Generalized incoherence principle in compressed sensing

  • 摘要: 压缩感知理论(Compressed Sensing, CS)是对信号压缩的同时进行感知的新理论,而如何分析观测矩阵(Sensing Matrix)的稳定性是压缩感知理论中的一个非常重要研究方向。不相关性(Incoherence)准则是分析观测矩阵稳定性的一个重要准则,该准则的研究需要假设观测矩阵行向量是一组标准正交基的子集,这大大限制了不相关性准则的应用。本文针对这一局限性,提出了广义不相关性准则,即仅要求观测矩阵行向量是一组普通基的子集。首先推广了相关度定义,称为广义相关度;然后提出了广义不相关性准则,即推导并证明了压缩观测值(Compressive Measure)个数与广义相关度之间的满足某一关系式时,信号能够完全重构;最后把不相关性准则应用到高斯随机观测矩阵和随机±1构成的Rademacher矩阵的稳定性分析。数值仿真表明高斯随机观测矩阵和随机±1构成的Rademacher矩阵具有较好的稳定性。

     

    Abstract: Compressed Sensing (CS) is a new framework for simultaneous sensing and compression, and how to analyze the stability of sensing matrix is one of the extremely important research domains in CS. Incoherence is an important principle for constructing the stable sensing matrix, but the principle is based on the assumption that row vectors of sensing matrix is a subset of the normalized orthobase.
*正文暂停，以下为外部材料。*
//! Direct-store transport

use slm_protocol::{EventRequest, JobRegistration, JobStatus, JobUpdate};
use slm_store::JobStore;
use std::path::Path;
use std::sync::{Mutex, MutexGuard};

use super::{StatusTransport, TransportError, TransportKind};

/// Writes job state straight into the job database.
pub struct DirectStoreTransport {
    store: Mutex<Option<JobStore>>,
}

impl DirectStoreTransport {
    /// Open the database at `path`, creating tables as needed.
    pub fn open(path: &Path) -> Result<Self, TransportError> {
        let store = JobStore::open(path)?;
        tracing::info!(target: "slm::store", path = %path.display(), "job database opened");
        Ok(Self::from_store(store))
    }

    /// Wrap an already-open store.
    pub fn from_store(store: JobStore) -> Self {
        Self {
            store: Mutex::new(Some(store)),
        }
    }

    fn store(&self) -> Result<MutexGuard<'_, Option<JobStore>>, TransportError> {
        self.store
            .lock()
            .map_err(|_| TransportError::Unavailable("store lock poisoned".to_string()))
    }
}

impl StatusTransport for DirectStoreTransport {
    fn kind(&self) -> TransportKind {
        TransportKind::Store
    }

    fn register_job(&self, registration: &JobRegistration) -> Result<Option<i64>, TransportError> {
        let guard = self.store()?;
        let store = guard.as_ref().ok_or(TransportError::Closed)?;

        match store.register_job(registration) {
            Ok(id) => {
                tracing::info!(
                    target: "slm::store",
                    job_id = %registration.job_id,
                    source = ?registration.submission_source,
                    "registered job"
                );
                Ok(Some(id))
            }
            Err(e) => {
                tracing::warn!(target: "slm::store", job_id = %registration.job_id, "failed to register job: {}", e);
                Err(e.into())
            }
        }
    }

    fn update_status(
        &self,
        job_id: &str,
        status: JobStatus,
        update: &JobUpdate,
    ) -> Result<(), TransportError> {
        let guard = self.store()?;
        let store = guard.as_ref().ok_or(TransportError::Closed)?;

        match store.update_status(job_id, status, update) {
            Ok(true) => {
                tracing::info!(target: "slm::store", %job_id, %status, "updated job status");
                Ok(())
            }
            Ok(false) => {
                tracing::info!(target: "slm::store", %job_id, %status, "no job record to update");
                Err(TransportError::NotFound(job_id.to_string()))
            }
            Err(e) => {
                tracing::warn!(target: "slm::store", %job_id, %status, "failed to update job status: {}", e);
                Err(e.into())
            }
        }
    }

    fn log_event(&self, event: &EventRequest) -> Result<Option<i64>, TransportError> {
        let guard = self.store()?;
        let store = guard.as_ref().ok_or(TransportError::Closed)?;

        match store.log_event(
            &event.job_id,
            &event.event_type,
            &event.event_status,
            &event.details,
            event.metadata.as_ref(),
        ) {
            Ok(id) => {
                tracing::debug!(target: "slm::store", job_id = %event.job_id, status = %event.event_status, "logged event");
                Ok(Some(id))
            }
            Err(e) => {
                tracing::warn!(target: "slm::store", job_id = %event.job_id, "failed to log event: {}", e);
                Err(e.into())
            }
        }
    }

    fn close(&self) {
        if let Ok(mut guard) = self.store.lock() {
            if guard.take().is_some() {
                tracing::debug!(target: "slm::store", "job database closed");
            }
        }
    }
}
The assumption has limited the application of incoherence principle. In this paper, in order to conquer the limitation, we propose the generalized incoherence principle, which is only based on the assumption that row vectors of sensing matrix is a subset of the common base. Firstly, the definition of coherence is generalized, referred to generalized coherence. Secondly, the expression between compressive measure number and generalized coherence is constructed and proved. Finally, the Gaussian random matrix and Rademacher matrix with random ±1 entries are analyzed by generalized incoherence principle. Simulation results show that the Gaussian random matrix and Rademacher matrix are stable.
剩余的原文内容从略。